Are Punitive Damage Awards Recoverable under Reinsurance Agreements?
June 2000
When an insured's bad faith claim against
its insurer is successful and the court awards punitive damages, does the reinsurer
have to reimburse the insurer for the punitive damages judgment? The answer
to this question depends on the reinsurance contract provisions and whether
punitive damages are reinsurable under the public policy of the relevant jurisdiction.
by Larry
P. Schiffer
LeBoeuf,
Lamb, Greene & MacRae, L.L.P.
Nothing strikes fear in the hearts of insurance professionals more than an
allegation of bad faith coupled with a demand for punitive damages. A bad faith
case and punitive damages demand often follow when an insurer takes too much
time to respond to a claim, fails to specify the reasons for a reservation of
rights, ignores settlement opportunities, disclaims all defense or coverage
obligations, or otherwise mishandles a claim. But what happens when an insured’s
bad faith claim against its insurer is successful and the court awards punitive
damages? Does the reinsurer have to reimburse the insurer for the punitive damages
judgment the insurer paid? The answer to this question depends on whether the
coverage provisions of the reinsurance contract are broad enough to include
punitive damages awarded against a cedent and whether punitive damages are reinsurable
under the public policy of the relevant jurisdiction.
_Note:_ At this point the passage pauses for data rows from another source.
use super::spec::{CdiHook, CdiSpec, ContainerEdits, DeviceNode};
use super::{CdiError, QualifiedName};
use std::collections::{BTreeMap, BTreeSet};
use std::os::unix::fs::{FileTypeExt, MetadataExt};
use std::path::{Path, PathBuf};
use tracing::{debug, warn};
use vessel_schema::{BundleSpec, DeviceCgroup, Hook, LinuxDevice, Mount};

const SPEC_EXTENSIONS: [&str; 3] = ["json", "yaml", "yml"];

struct LoadedSpec {
    path: PathBuf,
    spec: CdiSpec,
}

#[derive(Clone, Copy)]
struct DeviceRef {
    spec: usize,
    device: usize,
    priority: usize,
}

/// Devices loaded from a set of CDI spec directories. Later directories take
/// priority over earlier ones.
pub struct Registry {
    specs: Vec<LoadedSpec>,
    devices: BTreeMap<String, DeviceRef>,
    errors: Vec<CdiError>,
}

impl Registry {
    /// Scan `dirs` for spec files. Missing directories are ignored; unreadable
    /// or invalid specs are skipped and reported through [`Registry::errors`].
    pub fn new<P: AsRef<Path>>(dirs: &[P]) -> Self {
        let mut registry = Self {
            specs: Vec::new(),
            devices: BTreeMap::new(),
            errors: Vec::new(),
        };
        let mut conflicted: BTreeMap<String, PathBuf> = BTreeMap::new();

        for (priority, dir) in dirs.iter().enumerate() {
            let dir = dir.as_ref();
            for path in spec_files(dir) {
                let spec = match load_spec(&path) {
                    Ok(spec) => spec,
                    Err(e) => {
                        warn!("skipping CDI spec: {e}");
                        registry.errors.push(e);
                        continue;
                    }
                };
                debug!("loaded CDI spec {} ({})", path.display(), spec.kind);
                let spec_idx = registry.specs.len();
                for (device_idx, device) in spec.devices.iter().enumerate() {
                    let qualified = format!("{}={}", spec.kind, device.name);
                    let new_ref = DeviceRef {
                        spec: spec_idx,
                        device: device_idx,
                        priority,
                    };
                    match registry.devices.get(&qualified) {
                        Some(existing) if existing.priority == priority => {
                            warn!("CDI device {qualified} defined twice in {}", dir.display());
                            conflicted.insert(qualified, dir.to_path_buf());
                        }
                        _ => {
                            conflicted.remove(&qualified);
                            registry.devices.insert(qualified, new_ref);
                        }
                    }
                }
                registry.specs.push(LoadedSpec { path, spec });
            }
        }

        for (name, dir) in conflicted {
            registry.devices.remove(&name);
            registry.errors.push(CdiError::Conflict { name, dir });
        }
        registry
    }

    /// Fully qualified names of every resolvable device, sorted.
    pub fn device_names(&self) -> Vec<String> {
        self.devices.keys().cloned().collect()
    }

    pub fn errors(&self) -> &[CdiError] {
        &self.errors
    }

    /// Return a copy of `spec` with the edits of every device in `names`
    /// applied. On error `spec` is untouched and nothing is returned.
    pub fn inject_devices(
        &self,
        spec: &BundleSpec,
        names: &[String],
    ) -> Result<BundleSpec, CdiError> {
        let mut requested = Vec::with_capacity(names.len());
        for name in names {
            let qualified = QualifiedName::parse(name)?.to_string();
            if !requested.contains(&qualified) {
                requested.push(qualified);
            }
        }

        let unresolved: Vec<String> = requested
            .iter()
            .filter(|n| !self.devices.contains_key(*n))
            .cloned()
            .collect();
        if !unresolved.is_empty() {
            return Err(CdiError::UnresolvableDevices(unresolved));
        }

        let mut edits: Vec<&ContainerEdits> = Vec::new();
        let mut seen_specs = BTreeSet::new();
        for name in &requested {
            let r = self.devices[name];
            let loaded = &self.specs[r.spec];
            if seen_specs.insert(r.spec) {
                edits.push(&loaded.spec.container_edits);
            }
            edits.push(&loaded.spec.devices[r.device].container_edits);
            debug!("injecting CDI device {name} from {}", loaded.path.display());
        }

        let mut out = spec.clone();
        let mut added_mounts = false;
        for e in edits {
            apply_edits(&mut out, e)?;
            added_mounts |= !e.mounts.is_empty();
        }
        if added_mounts {
            out.mounts.sort_by(|a, b| a.destination.cmp(&b.destination));
        }
        Ok(out)
    }
}

fn spec_files(dir: &Path) -> Vec<PathBuf> {
    let entries = match std::fs::read_dir(dir) {
        Ok(entries) => entries,
        Err(e) => {
            debug!("CDI spec dir {} not readable: {e}", dir.display());
            return Vec::new();
        }
    };
    let mut files: Vec<PathBuf> = entries
        .filter_map(Result::ok)
        .map(|entry| entry.path())
        .filter(|p| {
            p.is_file()
                && p.extension()
                    .and_then(|ext| ext.to_str())
                    .is_some_and(|ext| SPEC_EXTENSIONS.contains(&ext))
        })
        .collect();
    files.sort();
    files
}

fn load_spec(path: &Path) -> Result<CdiSpec, CdiError> {
    let content = std::fs::read_to_string(path).map_err(|e| CdiError::Read {
        path: path.to_path_buf(),
        source: e,
    })?;
    let invalid = |reason: String| CdiError::InvalidSpec {
        path: path.to_path_buf(),
        reason,
    };
    let spec = CdiSpec::parse(&content).map_err(invalid)?;
    spec.validate().map_err(invalid)?;
    Ok(spec)
}

fn apply_edits(spec: &mut BundleSpec, edits: &ContainerEdits) -> Result<(), CdiError> {
    if !edits.env.is_empty() {
        let process = spec.process_mut();
        for entry in &edits.env {
            if let Some((k, v)) = entry.split_once('=') {
                process.set_env(k, v);
            }
        }
    }

    for node in &edits.device_nodes {
        let device = fill_device(node)?;
        let linux = spec.linux_mut();
        linux.devices.retain(|d| d.path != device.path);
        if device.device_type != "p" {
            linux.resources_mut().devices.push(DeviceCgroup {
                allow: true,
                device_type: Some(device.device_type.clone()),
                major: Some(device.major),
                minor: Some(device.minor),
                access: Some(
                    node.permissions
                        .clone()
                        .unwrap_or_else(|| "rwm".to_owned()),
                ),
            });
        }
        linux.devices.push(device);
    }

    for m in &edits.mounts {
        spec.mounts.push(Mount {
            destination: m.container_path.clone(),
            mount_type: m.mount_type.clone(),
            source: Some(m.host_path.clone()),
            options: m.options.clone(),
        });
    }

    for hook in &edits.hooks {
        add_hook(spec, hook)?;
    }
    Ok(())
}

fn add_hook(spec: &mut BundleSpec, hook: &CdiHook) -> Result<(), CdiError> {
    let hooks = spec.hooks_mut();
    let stage = match hook.hook_name.as_str() {
        "prestart" => &mut hooks.prestart,
        "createRuntime" => &mut hooks.create_runtime,
        "createContainer" => &mut hooks.create_container,
        "startContainer" => &mut hooks.start_container,
        "poststart" => &mut hooks.poststart,
        "poststop" => &mut hooks.poststop,
        other => {
            return Err(CdiError::UnknownHook {
                stage: other.to_owned(),
                path: hook.path.clone(),
            })
        }
    };
    stage.push(Hook {
        path: hook.path.clone(),
        args: hook.args.clone(),
        env: hook.env.clone(),
        timeout: hook.timeout,
    });
    Ok(())
}

/// Complete a device node from the host when type or numbers are missing.
/// Nodes with an explicit type and non-zero major, and fifos, are taken as
/// given.
fn fill_device(node: &DeviceNode) -> Result<LinuxDevice, CdiError> {
    let mut device_type = node.node_type.clone().unwrap_or_default();
    let mut major = node.major.unwrap_or(0);
    let mut minor = node.minor.unwrap_or(0);
    let mut file_mode = node.file_mode;

    if device_type.is_empty() || (major == 0 && device_type != "p") {
        let host_path = node.host_path.as_deref().unwrap_or(&node.path);
        let meta = std::fs::metadata(host_path).map_err(|e| CdiError::DeviceStat {
            path: host_path.to_owned(),
            source: e,
        })?;
        let ft = meta.file_type();
        let host_type = if ft.is_block_device() {
            "b"
        } else if ft.is_char_device() {
            "c"
        } else if ft.is_fifo() {
            "p"
        } else {
            return Err(CdiError::NotADevice {
                path: host_path.to_owned(),
            });
        };
        if device_type.is_empty() {
            host_type.clone_into(&mut device_type);
        }
        if host_type != "p" {
            (major, minor) = device_numbers(meta.rdev());
        }
        if file_mode.is_none() {
            file_mode = Some(meta.mode() & 0o777);
        }
    }

    Ok(LinuxDevice {
        path: node.path.clone(),
        device_type,
        major,
        minor,
        file_mode,
        uid: node.uid,
        gid: node.gid,
    })
}

fn device_numbers(rdev: libc::dev_t) -> (i64, i64) {
    (i64::from(libc::major(rdev)), i64::from(libc::minor(rdev)))
}

#[cfg(test)]
mod tests {
    use super::*;
    use std::fs;

    const KIND: &str = "vendor.example.org/test";

    fn write_spec(dir: &Path, file: &str, device: &str, env: &str) {
        fs::write(
            dir.join(file),
            format!(
                "cdiVersion: \"0.5.0\"\nkind: {KIND}\ndevices:\n  - name: {device}\n    containerEdits:\n      env: [\"{env}\"]\n"
            ),
        )
        .unwrap();
    }

    fn base_spec() -> BundleSpec {
        let mut spec = BundleSpec::default();
        spec.process_mut().set_env("PATH", "/bin");
        spec
    }

    #[test]
    fn later_dirs_take_priority() {
        let low = tempfile::tempdir().unwrap();
        let high = tempfile::tempdir().unwrap();
        write_spec(low.path(), "a.yaml", "dev", "SRC=low");
        write_spec(high.path(), "a.yaml", "dev", "SRC=high");

        let reg = Registry::new(&[low.path(), high.path()]);
        assert!(reg.errors().is_empty());
        let out = reg
            .inject_devices(&base_spec(), &[format!("{KIND}=dev")])
            .unwrap();
        assert_eq!(out.process.unwrap().get_env("SRC"), Some("high"));
    }

    #[test]
    fn same_dir_conflict_drops_device() {
        let dir = tempfile::tempdir().unwrap();
        write_spec(dir.path(), "a.yaml", "dev", "SRC=a");
        write_spec(dir.path(), "b.yaml", "dev", "SRC=b");
        write_spec(dir.path(), "c.yaml", "other", "SRC=c");

        let reg = Registry::new(&[dir.path()]);
        assert_eq!(reg.device_names(), vec![format!("{KIND}=other")]);
        assert!(matches!(reg.errors(), [CdiError::Conflict { .. }]));
    }

    #[test]
    fn conflict_resolved_by_higher_priority_dir() {
        let low = tempfile::tempdir().unwrap();
        let high = tempfile::tempdir().unwrap();
        write_spec(low.path(), "a.yaml", "dev", "SRC=a");
        write_spec(low.path(), "b.yaml", "dev", "SRC=b");
        write_spec(high.path(), "c.json", "dev", "SRC=high");

        let reg = Registry::new(&[low.path(), high.path()]);
        assert_eq!(reg.device_names(), vec![format!("{KIND}=dev")]);
        assert!(reg.errors().is_empty());
    }

    #[test]
    fn invalid_specs_are_skipped() {
        let dir = tempfile::tempdir().unwrap();
        write_spec(dir.path(), "good.yaml", "dev", "A=1");
        fs::write(dir.path().join("bad.json"), "{ not valid").unwrap();
        fs::write(dir.path().join("ignored.txt"), "whatever").unwrap();

        let reg = Registry::new(&[dir.path()]);
        assert_eq!(reg.device_names().len(), 1);
        assert_eq!(reg.errors().len(), 1);
        assert!(matches!(reg.errors()[0], CdiError::InvalidSpec { .. }));
    }

    #[test]
    fn missing_dir_is_not_an_error() {
        let reg = Registry::new(&["/nonexistent/cdi/dir"]);
        assert!(reg.device_names().is_empty());
        assert!(reg.errors().is_empty());
    }

    #[test]
    fn invalid_name_is_rejected_before_lookup() {
        let reg = Registry::new::<&str>(&[]);
        let err = reg
            .inject_devices(&base_spec(), &["not-a-device".to_owned()])
            .unwrap_err();
        assert!(matches!(err, CdiError::InvalidName { .. }));
    }

    #[test]
    fn device_node_from_host() {
        let dir = tempfile::tempdir().unwrap();
        fs::write(
            dir.path().join("devnull.yaml"),
            format!(
                "cdiVersion: \"0.5.0\"\nkind: {KIND}\ndevices:\n  - name: devnull\n    containerEdits:\n      deviceNodes:\n        - path: /dev/null\n"
            ),
        )
        .unwrap();

        let reg = Registry::new(&[dir.path()]);
        let out = reg
            .inject_devices(&base_spec(), &[format!("{KIND}=devnull")])
            .unwrap();
        let linux = out.linux.unwrap();
        let dev = &linux.devices[0];
        assert_eq!(dev.path, "/dev/null");
        assert_eq!(dev.device_type, "c");
        assert_eq!((dev.major, dev.minor), (1, 3));
        let rule = &linux.resources.unwrap().devices[0];
        assert!(rule.allow);
        assert_eq!(rule.access.as_deref(), Some("rwm"));
        assert_eq!(rule.major, Some(1));
    }

    #[test]
    fn stat_failure_leaves_spec_untouched() {
        let dir = tempfile::tempdir().unwrap();
        fs::write(
            dir.path().join("ghost.yaml"),
            format!(
                "cdiVersion: \"0.5.0\"\nkind: {KIND}\ncontainerEdits:\n  env: [\"TOP=1\"]\ndevices:\n  - name: ghost\n    containerEdits:\n      deviceNodes:\n        - path: /dev/does-not-exist-vessel\n"
            ),
        )
        .unwrap();

        let reg = Registry::new(&[dir.path()]);
        let spec = base_spec();
        let err = reg
            .inject_devices(&spec, &[format!("{KIND}=ghost")])
            .unwrap_err();
        assert!(matches!(err, CdiError::DeviceStat { .. }));
        assert_eq!(spec, base_spec());
    }

    #[test]
    fn dev_t_decoding() {
        assert_eq!(device_numbers(libc::makedev(1, 3)), (1, 3));
        assert_eq!(device_numbers(libc::makedev(259, 65536)), (259, 65536));
    }
}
Extracontractual Obligations
The market dictates whether reinsurers will offer broad coverage to their
cedents. A standard reinsurance contract provides that the reinsurer will reimburse
the cedent for a certain portion or dollar amount of the settlements and judgments
actually paid by the cedent on claims arising under the policies of insurance
that it issued. Loss adjustment expenses incurred by the cedent in adjusting
and defending the claims may be reinsured under the limit of liability provided
by the reinsurance contract or in addition to the reinsurance limits.
In a soft market, cedents will demand and reinsurers will offer various enhancements
to the reinsurance protections normally provided. One of those enhancements
is the extracontractual obligations (ECO) clause.
The typical ECO clause provides that the reinsurer will reimburse the cedent
for payments made by the cedent on a claim that goes beyond the four corners
of the coverage provisions of the underlying insurance contract. Punitive damages
awarded on bad faith claims are precisely the type of claim that falls outside
the underlying insurance contract, but which the reinsurer likely has to pay
under an ECO clause. Where the reinsurance contract does not have an ECO clause,
a cedent will find it much more difficult to prevail on its reinsurer to reimburse
it for punitive damages.
Typically, the ECO clause has a limit of liability or a percentage recovery
provision of its own. ECO liability generally is not limited by the reinsurance
contract’s general limit of liability. The clause also might have a provision
for determining the date of loss, although the original date of loss is often
used. More recently, ECO clauses have been amended to provide that the clause
is only valid in jurisdictions where the insurability of punitive damages is
not prohibited. It is this latter provision that leads us to the public policy
debate.
Public Policy and Insurability of Punitive Damages
Punitive damages exist to punish a wrongdoer for aggravated, intentional,
or willful acts against the public. Different states alter the availability
of punitive damages to varying degrees. Essentially, where punitive damages
are assessed, the wrongdoer must have acted in such a way that punishment beyond
compensatory damages is appropriate. Typically, that punishment is meted out
because of the direct acts of the insurer in handling the underlying claim or
because of the acts of its employees and agents, which subject the insurer to
vicarious liability for those wrongful acts.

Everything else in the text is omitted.